I’d like to buy some crap, please

I  only buy crap.  It’s not generally my plan, but it happens each and every time I buy something, no matter how hard I try to buy non-crappy products.  Because everything available today is, well, crappy.

I used to be surprised when I’d bring whatever I was purchasing to the cash register.  For some reason, the cashier would ask me if I wanted to buy a “protection plan” that will let me return my purchase, “no questions asked!”

“Hey,” I’d say, “can’t you just sell me one that works?”

Sales people hate me.

Apparently they can’t sell me one that works, because nothing does anymore.

What bothers me more, though, is that all the products we buy are intentionally designed to be crappy.  You know they are.  There’s no other explanation.

When was the last time you could understand what anyone on the other end of a cell phone said?

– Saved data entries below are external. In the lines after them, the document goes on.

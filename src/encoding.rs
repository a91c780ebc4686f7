//! Byte-to-text decoding for match results and error payloads

use crate::result::Error;

/// How raw process output decodes into the `String`s carried by
/// [`MatchResult`](crate::MatchResult) and error payloads.
///
/// Matching itself always runs over raw bytes; the mode only affects
/// decoding of the matched/before ranges.
#[derive(Debug, Clone, Copy, PartialEq, Eq, Default)]
pub enum Encoding {
    /// Replace invalid UTF-8 sequences with U+FFFD. The default.
    #[default]
    Utf8Lossy,

    /// Reject invalid UTF-8 with [`Error::Decode`].
    Utf8Strict,
}

impl Encoding {
    pub(crate) fn decode(self, bytes: &[u8]) -> Result<String, Error> {
        match self {
            Self::Utf8Lossy => Ok(String::from_utf8_lossy(bytes).into_owned()),
            Self::Utf8Strict => std::str::from_utf8(bytes)
                .map(str::to_owned)
                .map_err(Error::Decode),
        }
    }
}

When was the last time you bought a computer that you didn’t want to smash within nanoseconds because they changed the damn software just enough so that the menus or tabs (or whatever they are calling them this week) are just different enough that you forget what you were writing while looking for the damn things.

When was the last time you bought a product, any product at all, and sat back and relaxed?

For me it was in 1982.  I remember it fondly.  Ma Bell’s telephone monopoly was split up, and customers could no longer “rent” their equipment.  I’d had mine for years by then.  I had to buy out my phones or give them back.  They cost about $25 each, and worked clearly for years.  They’d still be working now, if telephone lines hadn’t become digitized — excuse me,  “improved” — so that the old products don’t work with the new.

I’m feeling all warm and fuzzy now as I remember fondly when I could actually distinguish the gender of the person on the other end of the line.

How many things do you own that work (or work well) 2 years after you buy them?  Not my TV, my telephone.  Not even my new toilet.  And that’s pretty shitty, if you ask me.

Why do we put up with it?

Why is it acceptable that the main dialog on any phone call is “What?” “ Whaddya say?”  and “Are you still there?”

Why is it acceptable that if you buy a camera that isn’t quite what you were looking for, that the store gets to charge a 15% re-shelving fee?

Why should I need to be protected from my purchases?

At this point, I’m ready to just flush this crap down the toilet, purchase protection plans and all.  The only trouble is, my toilet is new, too.  And its protection plan runs out tomorrow.


Filed under Humor

2 responses to “I’d like to buy some crap, please

  1. This is crap. (heh heh)…. this is the way of the New World don’t you see 54.5? Forget about making stuff well, making stuff to last, building loyalty, it is, as you so aptly put it, all about the warranty, the extended warranty, the super extended warranty, the hyper super extended warranty, the disposable digital camera, the new iPod that can hold 250,000 that came out after you finally bought the old iPod that can hold 750. And you gotta by the protection plans…. I would like a protection plan from crappy manufacturers and predatory sales people…. very funny post


  2. Clinton

    Thank you!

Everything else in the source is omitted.